After an especially deadly weekend, Chicago’s spiraling violence passed a grim new milestone: more than 600 murders so far this year, up 45% from the same period last year and a level that hasn’t been seen in more than a decade.

Eighteen people were murdered from Friday through Sunday, bringing total homicides this year to 614, according to the official police tally. The last time annual murders topped 600 was in 2003.

The murders have far outstripped the totals in some other large cities this year, with more homicides than in New York and Los Angeles combined despite Chicago’s much smaller population. Along with cities such as Baltimore and Houston, Chicago is driving a surge in the national murder rate, which is projected to rise 31.5% this year from 2014.

While both 2003 and this year were chaotic and trying for many in the Chicago neighborhoods affected, community involvement in 2003 was relatively strong, helping police solve 51% of the murders that year.

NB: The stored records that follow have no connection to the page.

//! Drop-in replacements for axum's `Json`, `Query` and `Path` whose rejections
//! are [`AppError`]s, so malformed input gets the same `{error, details}` body
//! as every other failure.

use axum::{
    extract::{FromRequest, FromRequestParts, Request},
    http::request::Parts,
    response::{IntoResponse, Response},
};
use serde::{Serialize, de::DeserializeOwned};

use crate::error::AppError;

#[derive(Debug, Clone, Copy, Default)]
pub struct Json<T>(pub T);

impl<S, T> FromRequest<S> for Json<T>
where
    S: Send + Sync,
    T: DeserializeOwned,
{
    type Rejection = AppError;

    async fn from_request(req: Request, state: &S) -> Result<Self, Self::Rejection> {
        let axum::Json(value) = axum::Json::<T>::from_request(req, state).await?;
        Ok(Json(value))
    }
}

impl<T: Serialize> IntoResponse for Json<T> {
    fn into_response(self) -> Response {
        axum::Json(self.0).into_response()
    }
}

#[derive(Debug, Clone, Copy, Default)]
pub struct Query<T>(pub T);

impl<S, T> FromRequestParts<S> for Query<T>
where
    S: Send + Sync,
    T: DeserializeOwned,
{
    type Rejection = AppError;

    async fn from_request_parts(parts: &mut Parts, state: &S) -> Result<Self, Self::Rejection> {
        let axum::extract::Query(value) = axum::extract::Query::<T>::from_request_parts(parts, state).await?;
        Ok(Query(value))
    }
}

#[derive(Debug, Clone, Copy, Default)]
pub struct Path<T>(pub T);

impl<S, T> FromRequestParts<S> for Path<T>
where
    S: Send + Sync,
    T: DeserializeOwned + Send,
{
    type Rejection = AppError;

    async fn from_request_parts(parts: &mut Parts, state: &S) -> Result<Self, Self::Rejection> {
        let axum::extract::Path(value) = axum::extract::Path::<T>::from_request_parts(parts, state).await?;
        Ok(Path(value))
    }
}

impl<T> std::ops::Deref for Json<T> {
    type Target = T;

    fn deref(&self) -> &T {
        &self.0
    }
}

impl<T> std::ops::Deref for Query<T> {
    type Target = T;

    fn deref(&self) -> &T {
        &self.0
    }
}
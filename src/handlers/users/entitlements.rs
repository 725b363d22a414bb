use axum::{
    extract::{Extension, State},
    http::HeaderMap,
};
use serde::Serialize;

use crate::db::{AppState, queries};
use crate::entitlements;
use crate::error::{OptionExt, Result, msg};
use crate::extractors::{Json, Path, Query};
use crate::middleware::Principal;
use crate::models::{
    AuditAction, CancelEntitlement, Entitlement, EntitlementStatus, EntitlementView, UpgradePlan,
    UpgradeQuote,
};
use crate::util::AuditLogBuilder;

#[derive(Debug, Serialize)]
pub struct SubscriptionView {
    pub user_id: String,
    /// `None` when the user never subscribed to a plan.
    pub plan_id: Option<String>,
    pub status: EntitlementStatus,
    pub activated_at: Option<i64>,
    pub expires_at: Option<i64>,
}

/// Callers may only look at their own entitlements; anyone else (and unknown
/// users) gets the same 404.
fn require_visible_user(state: &AppState, principal: &Principal, user_id: &str) -> Result<()> {
    principal.require_self_or_admin(user_id, msg::USER_NOT_FOUND)?;
    let conn = state.db.get()?;
    queries::get_user_by_id(&conn, user_id)?.or_not_found(msg::USER_NOT_FOUND)?;
    Ok(())
}

pub async fn get_entitlement(
    State(state): State<AppState>,
    Extension(principal): Extension<Principal>,
    Path((user_id, subject_id)): Path<(String, String)>,
) -> Result<Json<EntitlementView>> {
    require_visible_user(&state, &principal, &user_id)?;
    let conn = state.db.get()?;
    Ok(Json(entitlements::view(&conn, &user_id, &subject_id)?))
}

pub async fn list_entitlements(
    State(state): State<AppState>,
    Extension(principal): Extension<Principal>,
    Path(user_id): Path<String>,
) -> Result<Json<Vec<Entitlement>>> {
    require_visible_user(&state, &principal, &user_id)?;
    let conn = state.db.get()?;
    Ok(Json(queries::list_current_entitlements_for_user(&conn, &user_id)?))
}

pub async fn get_subscription(
    State(state): State<AppState>,
    Extension(principal): Extension<Principal>,
    Path(user_id): Path<String>,
) -> Result<Json<SubscriptionView>> {
    require_visible_user(&state, &principal, &user_id)?;
    let conn = state.db.get()?;
    let view = match queries::get_current_plan_entitlement(&conn, &user_id)? {
        Some(e) => SubscriptionView {
            user_id,
            plan_id: Some(e.subject_id),
            status: e.status,
            activated_at: Some(e.activated_at),
            expires_at: e.expires_at,
        },
        None => SubscriptionView {
            user_id,
            plan_id: None,
            status: EntitlementStatus::Inactive,
            activated_at: None,
            expires_at: None,
        },
    };
    Ok(Json(view))
}

pub async fn cancel_entitlement(
    State(state): State<AppState>,
    Extension(principal): Extension<Principal>,
    headers: HeaderMap,
    Path((user_id, subject_id)): Path<(String, String)>,
    Query(options): Query<CancelEntitlement>,
) -> Result<Json<EntitlementView>> {
    require_visible_user(&state, &principal, &user_id)?;
    let conn = state.db.get()?;
    let audit_conn = state.audit.get()?;

    let canceled = entitlements::cancel(
        &conn,
        &user_id,
        &subject_id,
        options.at_period_end,
        queries::now(),
    )?
    .or_not_found(msg::NOT_FOUND)?;

    AuditLogBuilder::new(&audit_conn, state.audit_log_enabled, &headers)
        .actor(principal.actor_type(), Some(&principal.user.id))
        .action(AuditAction::CancelEntitlement)
        .resource("entitlement", &canceled.id)
        .details(&serde_json::json!({
            "user_id": user_id,
            "subject_id": subject_id,
            "at_period_end": options.at_period_end,
        }))
        .save()?;

    Ok(Json(EntitlementView::from(&canceled)))
}

pub async fn upgrade_entitlement(
    State(state): State<AppState>,
    Extension(principal): Extension<Principal>,
    headers: HeaderMap,
    Path((user_id, subject_id)): Path<(String, String)>,
    Json(input): Json<UpgradePlan>,
) -> Result<Json<UpgradeQuote>> {
    require_visible_user(&state, &principal, &user_id)?;
    let mut conn = state.db.get()?;
    let audit_conn = state.audit.get()?;

    let quote = entitlements::upgrade(
        &mut conn,
        &user_id,
        &subject_id,
        input.target_plan_id.trim(),
        queries::now(),
    )?;

    AuditLogBuilder::new(&audit_conn, state.audit_log_enabled, &headers)
        .actor(principal.actor_type(), Some(&principal.user.id))
        .action(AuditAction::UpgradeEntitlement)
        .resource("entitlement", &quote.upgraded.id)
        .details(&serde_json::json!({
            "target_plan_id": quote.target_plan_id,
            "credit_amount": quote.credit_amount,
            "final_amount": quote.final_amount,
            "currency": quote.currency,
        }))
        .save()?;

    Ok(Json(quote))
}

This year’s murder spree seems relatively random by contrast. With little help from the community to explain why most of these people were killed only 21% of the murders have been solved so far.

City leaders are scrambling to grapple with the problem. Mayor Rahm Emanuel acknowledged in a September speech that the “hopeful trend” of declining violent crime since the 1990s when more than 900 people were murdered annually “has been reversed.”

Chicago is hiring almost a thousand new officers in coming months. There are fewer officers in the city today than in 2003, about 12,500 vs. more than 13,500 then.